Per questo motivo, la Consulta esorta il Legislatore ad intervenire tempestivamente tenendo conto del rilevante impatto finanziario che il superamento del differimento comporta e degli impegni assunti dalla precedente programmazione economico-finanziaria.

La Redazione

Con la sentenza n. 130 del 23 giugno 2023, la Consulta ha dichiarato inammissibili le questioni di legittimità costituzionale dell'art. 3, c. 2, del D.L. n. 79/1997, come convertito, e dell'art. 12, c.7, D.L. n. 78/2010, come convertito, che prevedono rispettivamente il differimentoe la rateizzazione del trattamento di fine servizio.
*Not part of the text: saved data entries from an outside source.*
//! lookup.rs - Catalog-guarded price lookup dispatching to exchange adapters

use log::{debug, warn};
use std::collections::HashMap;
use std::sync::Arc;

use crate::catalog::PairCatalog;
use crate::models::{Exchange, LookupResult, Symbol};
use crate::price_feed::PriceFeed;

pub struct PriceLookup {
    catalog: Arc<PairCatalog>,
    feeds: HashMap<Exchange, Arc<dyn PriceFeed>>,
}

impl PriceLookup {
    pub fn new(catalog: Arc<PairCatalog>, feeds: Vec<Arc<dyn PriceFeed>>) -> Self {
        let feeds = feeds.into_iter().map(|f| (f.exchange(), f)).collect();
        PriceLookup { catalog, feeds }
    }

    pub fn catalog(&self) -> &Arc<PairCatalog> {
        &self.catalog
    }

    /// Price of `symbol` on `exchange`.
    ///
    /// No pairs known for the exchange yet gives `SourceUnavailable`; a symbol
    /// missing from a loaded listing gives `PairNotFound`. Neither case
    /// touches the network.
    pub async fn get_price(&self, symbol: &Symbol, exchange: Exchange) -> LookupResult {
        let snapshot = self.catalog.snapshot().await;

        let Some(pairs) = snapshot.get(&exchange) else {
            warn!("⚠ No trading pair data available for {}", exchange);
            return LookupResult::SourceUnavailable;
        };

        if !pairs.contains(symbol) {
            debug!("Pair {} not found on {}", symbol, exchange);
            return LookupResult::PairNotFound;
        }

        match self.feeds.get(&exchange) {
            Some(feed) => feed.fetch_price(symbol).await,
            None => {
                warn!("⚠ No price feed registered for {}", exchange);
                LookupResult::SourceUnavailable
            }
        }
    }
}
Si tratta di un emolumento volto a sopperire alle peculiari esigenze del lavoratore in una particolare e più vulnerabile periodo dell'esistenza umana: per questo motivo, spiega la Corte, «il differimento della corresponsione dei trattamenti di fine servizio (T.F.S.) spettanti ai dipendenti pubblici cessati dall'impiego per raggiunti limiti di età o di servizio contrasta con il principio costituzionale della giusta retribuzione, di cui tali prestazioni costituiscono una componente». Infatti, tale principio si sostanzia non solo nella congruità dell'ammontare corrisposto, ma anche nella tempestività della erogazione.

Pertanto, la Consulta esorta il Legislatoread intervenire individuando mezzi e modalità che tengano conto sia del rilevante impatto finanziario che il superamento del differimento comporta sia degli impegni assunti nell'ambito della precedente programmazione economico-finanziaria.
Tuttavia, la discrezionalità del Legislatore al riguardo non è temporalmente illimitata: secondo la Corte, «non sarebbe tollerabile l'eccessivo protrarsi dell'inerzia legislativa, tenuto anche conto che la Corte aveva già rivolto al legislatore, con la sentenza n.159 del 2019, un monito con il quale si segnalava la problematicità della normativa in esame».

In merito al pagamento rateale dell'indennità di fine servizio, la Consulta rileva che la disciplina prevede temperamenti a favore dei beneficiari dei trattamenti meno elevati. Tuttavia, conclude la Corte, «tale normativa, che era connessa a esigenze contingenti di consolidamento dei conti pubblici, in quanto combinata con il differimento della prestazione, finisce per aggravare il rilevato vulnus».